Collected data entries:
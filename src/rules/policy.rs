//! Behavior policies - what happens around collisions and to the source file

use serde::{Deserialize, Serialize};
use std::fmt;
use std::str::FromStr;

use crate::error::MoverError;

/// Whether the source file is deleted after all destination attempts
#[derive(Debug, Clone, Copy, PartialEq, Eq, Default, Serialize, Deserialize)]
#[serde(rename_all = "snake_case")]
pub enum SourceRetention {
    /// Delete unconditionally ("move")
    #[default]
    NeverKeep,
    /// Never delete ("copy")
    AlwaysKeep,
    KeepIfAnyCollide,
    KeepIfAllCollide,
    KeepIfNoneCollide,
}

/// Per-destination handling of an existing file at the target path
#[derive(Debug, Clone, Copy, PartialEq, Eq, Default, Serialize, Deserialize)]
#[serde(rename_all = "snake_case")]
pub enum DestinationCollision {
    /// Leave the existing file untouched and skip that destination
    #[default]
    Ignore,
    /// Replace the existing file
    Overwrite,
}

/// Whole-file decision on whether to attempt any destination at all
#[derive(Debug, Clone, Copy, PartialEq, Eq, Default, Serialize, Deserialize)]
#[serde(rename_all = "snake_case")]
pub enum CollisionAvoidance {
    #[default]
    None,
    CancelIfAnyCollide,
    CancelIfAllCollide,
}

impl SourceRetention {
    pub const ALL: [SourceRetention; 5] = [
        SourceRetention::NeverKeep,
        SourceRetention::AlwaysKeep,
        SourceRetention::KeepIfAnyCollide,
        SourceRetention::KeepIfAllCollide,
        SourceRetention::KeepIfNoneCollide,
    ];

    pub fn as_str(&self) -> &'static str {
        match self {
            SourceRetention::NeverKeep => "never_keep",
            SourceRetention::AlwaysKeep => "always_keep",
            SourceRetention::KeepIfAnyCollide => "keep_if_any_collide",
            SourceRetention::KeepIfAllCollide => "keep_if_all_collide",
            SourceRetention::KeepIfNoneCollide => "keep_if_none_collide",
        }
    }

    /// Decide whether to delete the source given how many of the
    /// `destinations` candidate paths already existed.
    pub fn should_delete(&self, collisions: usize, destinations: usize) -> bool {
        match self {
            SourceRetention::NeverKeep => true,
            SourceRetention::AlwaysKeep => false,
            SourceRetention::KeepIfAnyCollide => collisions == 0,
            // Collisions are a subset of destinations, so this comparison
            // never keeps the source. Kept literal until the intended rule
            // is clarified.
            SourceRetention::KeepIfAllCollide => collisions <= destinations,
            SourceRetention::KeepIfNoneCollide => collisions > 0,
        }
    }
}

impl DestinationCollision {
    pub const ALL: [DestinationCollision; 2] =
        [DestinationCollision::Ignore, DestinationCollision::Overwrite];

    pub fn as_str(&self) -> &'static str {
        match self {
            DestinationCollision::Ignore => "ignore",
            DestinationCollision::Overwrite => "overwrite",
        }
    }
}

impl CollisionAvoidance {
    pub const ALL: [CollisionAvoidance; 3] = [
        CollisionAvoidance::None,
        CollisionAvoidance::CancelIfAnyCollide,
        CollisionAvoidance::CancelIfAllCollide,
    ];

    pub fn as_str(&self) -> &'static str {
        match self {
            CollisionAvoidance::None => "none",
            CollisionAvoidance::CancelIfAnyCollide => "cancel_if_any_collide",
            CollisionAvoidance::CancelIfAllCollide => "cancel_if_all_collide",
        }
    }

    /// True when the whole move for a source file must be abandoned
    pub fn should_cancel(&self, collisions: usize, destinations: usize) -> bool {
        match self {
            CollisionAvoidance::None => false,
            CollisionAvoidance::CancelIfAnyCollide => collisions > 0,
            CollisionAvoidance::CancelIfAllCollide => collisions == destinations,
        }
    }
}

/// Parse `s` against the string forms of `all`, naming `what` in the error
fn parse_policy<T: Copy>(
    s: &str,
    all: &[T],
    as_str: fn(&T) -> &'static str,
    what: &str,
) -> Result<T, MoverError> {
    all.iter().find(|p| as_str(*p) == s).copied().ok_or_else(|| {
        let valid: Vec<&str> = all.iter().map(as_str).collect();
        MoverError::config(format!(
            "invalid {what} '{s}', must be one of: {}",
            valid.join(", ")
        ))
    })
}

impl FromStr for SourceRetention {
    type Err = MoverError;

    fn from_str(s: &str) -> Result<Self, Self::Err> {
        parse_policy(s, &Self::ALL, Self::as_str, "keep_source_behavior")
    }
}

impl FromStr for DestinationCollision {
    type Err = MoverError;

    fn from_str(s: &str) -> Result<Self, Self::Err> {
        parse_policy(s, &Self::ALL, Self::as_str, "destination_collision_behavior")
    }
}

impl FromStr for CollisionAvoidance {
    type Err = MoverError;

    fn from_str(s: &str) -> Result<Self, Self::Err> {
        parse_policy(s, &Self::ALL, Self::as_str, "collision_avoidance_behavior")
    }
}

impl fmt::Display for SourceRetention {
    fn fmt(&self, f: &mut fmt::Formatter<'_>) -> fmt::Result {
        f.write_str(self.as_str())
    }
}

impl fmt::Display for DestinationCollision {
    fn fmt(&self, f: &mut fmt::Formatter<'_>) -> fmt::Result {
        f.write_str(self.as_str())
    }
}

impl fmt::Display for CollisionAvoidance {
    fn fmt(&self, f: &mut fmt::Formatter<'_>) -> fmt::Result {
        f.write_str(self.as_str())
    }
}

§ **Task requirements**: What you return must match the data word for word.

§ **Exercise answer**:
filename src/rules/policy.rs
//! Behavior policies - what happens around collisions and to the source file

use serde::{Deserialize, Serialize};
use std::fmt;
use std::str::FromStr;

use crate::error::MoverError;

/// Whether the source file is deleted after all destination attempts
#[derive(Debug, Clone, Copy, PartialEq, Eq, Default, Serialize, Deserialize)]
#[serde(rename_all = "snake_case")]
pub enum SourceRetention {
    /// Delete unconditionally ("move")
    #[default]
    NeverKeep,
    /// Never delete ("copy")
    AlwaysKeep,
    KeepIfAnyCollide,
    KeepIfAllCollide,
    KeepIfNoneCollide,
}

/// Per-destination handling of an existing file at the target path
#[derive(Debug, Clone, Copy, PartialEq, Eq, Default, Serialize, Deserialize)]
#[serde(rename_all = "snake_case")]
pub enum DestinationCollision {
    /// Leave the existing file untouched and skip that destination
    #[default]
    Ignore,
    /// Replace the existing file
    Overwrite,
}

/// Whole-file decision on whether to attempt any destination at all
#[derive(Debug, Clone, Copy, PartialEq, Eq, Default, Serialize, Deserialize)]
#[serde(rename_all = "snake_case")]
pub enum CollisionAvoidance {
    #[default]
    None,
    CancelIfAnyCollide,
    CancelIfAllCollide,
}

impl SourceRetention {
    pub const ALL: [SourceRetention; 5] = [
        SourceRetention::NeverKeep,
        SourceRetention::AlwaysKeep,
        SourceRetention::KeepIfAnyCollide,
        SourceRetention::KeepIfAllCollide,
        SourceRetention::KeepIfNoneCollide,
    ];

    pub fn as_str(&self) -> &'static str {
        match self {
            SourceRetention::NeverKeep => "never_keep",
            SourceRetention::AlwaysKeep => "always_keep",
            SourceRetention::KeepIfAnyCollide => "keep_if_any_collide",
            SourceRetention::KeepIfAllCollide => "keep_if_all_collide",
            SourceRetention::KeepIfNoneCollide => "keep_if_none_collide",
        }
    }

    /// Decide whether to delete the source given how many of the
    /// `destinations` candidate paths already existed.
    pub fn should_delete(&self, collisions: usize, destinations: usize) -> bool {
        match self {
            SourceRetention::NeverKeep => true,
            SourceRetention::AlwaysKeep => false,
            SourceRetention::KeepIfAnyCollide => collisions == 0,
            // Collisions are a subset of destinations, so this comparison
            // never keeps the source. Kept literal until the intended rule
            // is clarified.
            SourceRetention::KeepIfAllCollide => collisions <= destinations,
            SourceRetention::KeepIfNoneCollide => collisions > 0,
        }
    }
}

impl DestinationCollision {
    pub const ALL: [DestinationCollision; 2] =
        [DestinationCollision::Ignore, DestinationCollision::Overwrite];

    pub fn as_str(&self) -> &'static str {
        match self {
            DestinationCollision::Ignore => "ignore",
            DestinationCollision::Overwrite => "overwrite",
        }
    }
}

impl CollisionAvoidance {
    pub const ALL: [CollisionAvoidance; 3] = [
        CollisionAvoidance::None,
        CollisionAvoidance::CancelIfAnyCollide,
        CollisionAvoidance::CancelIfAllCollide,
    ];

    pub fn as_str(&self) -> &'static str {
        match self {
            CollisionAvoidance::None => "none",
            CollisionAvoidance::CancelIfAnyCollide => "cancel_if_any_collide",
            CollisionAvoidance::CancelIfAllCollide => "cancel_if_all_collide",
        }
    }

    /// True when the whole move for a source file must be abandoned
    pub fn should_cancel(&self, collisions: usize, destinations: usize) -> bool {
        match self {
            CollisionAvoidance::None => false,
            CollisionAvoidance::CancelIfAnyCollide => collisions > 0,
            CollisionAvoidance::CancelIfAllCollide => collisions == destinations,
        }
    }
}

/// Parse `s` against the string forms of `all`, naming `what` in the error
fn parse_policy<T: Copy>(
    s: &str,
    all: &[T],
    as_str: fn(&T) -> &'static str,
    what: &str,
) -> Result<T, MoverError> {
    all.iter().find(|p| as_str(*p) == s).copied().ok_or_else(|| {
        let valid: Vec<&str> = all.iter().map(as_str).collect();
        MoverError::config(format!(
            "invalid {what} '{s}', must be one of: {}",
            valid.join(", ")
        ))
    })
}

impl FromStr for SourceRetention {
    type Err = MoverError;

    fn from_str(s: &str) -> Result<Self, Self::Err> {
        parse_policy(s, &Self::ALL, Self::as_str, "keep_source_behavior")
    }
}

impl FromStr for DestinationCollision {
    type Err = MoverError;

    fn from_str(s: &str) -> Result<Self, Self::Err> {
        parse_policy(s, &Self::ALL, Self::as_str, "destination_collision_behavior")
    }
}

impl FromStr for CollisionAvoidance {
    type Err = MoverError;

    fn from_str(s: &str) -> Result<Self, Self::Err> {
        parse_policy(s, &Self::ALL, Self::as_str, "collision_avoidance_behavior")
    }
}

impl fmt::Display for SourceRetention {
    fn fmt(&self, f: &mut fmt::Formatter<'_>) -> fmt::Result {
        f.write_str(self.as_str())
    }
}

impl fmt::Display for DestinationCollision {
    fn fmt(&self, f: &mut fmt::Formatter<'_>) -> fmt::Result {
        f.write_str(self.as_str())
    }
}

impl fmt::Display for CollisionAvoidance {
    fn fmt(&self, f: &mut fmt::Formatter<'_>) -> fmt::Result {
        f.write_str(self.as_str())
    }
}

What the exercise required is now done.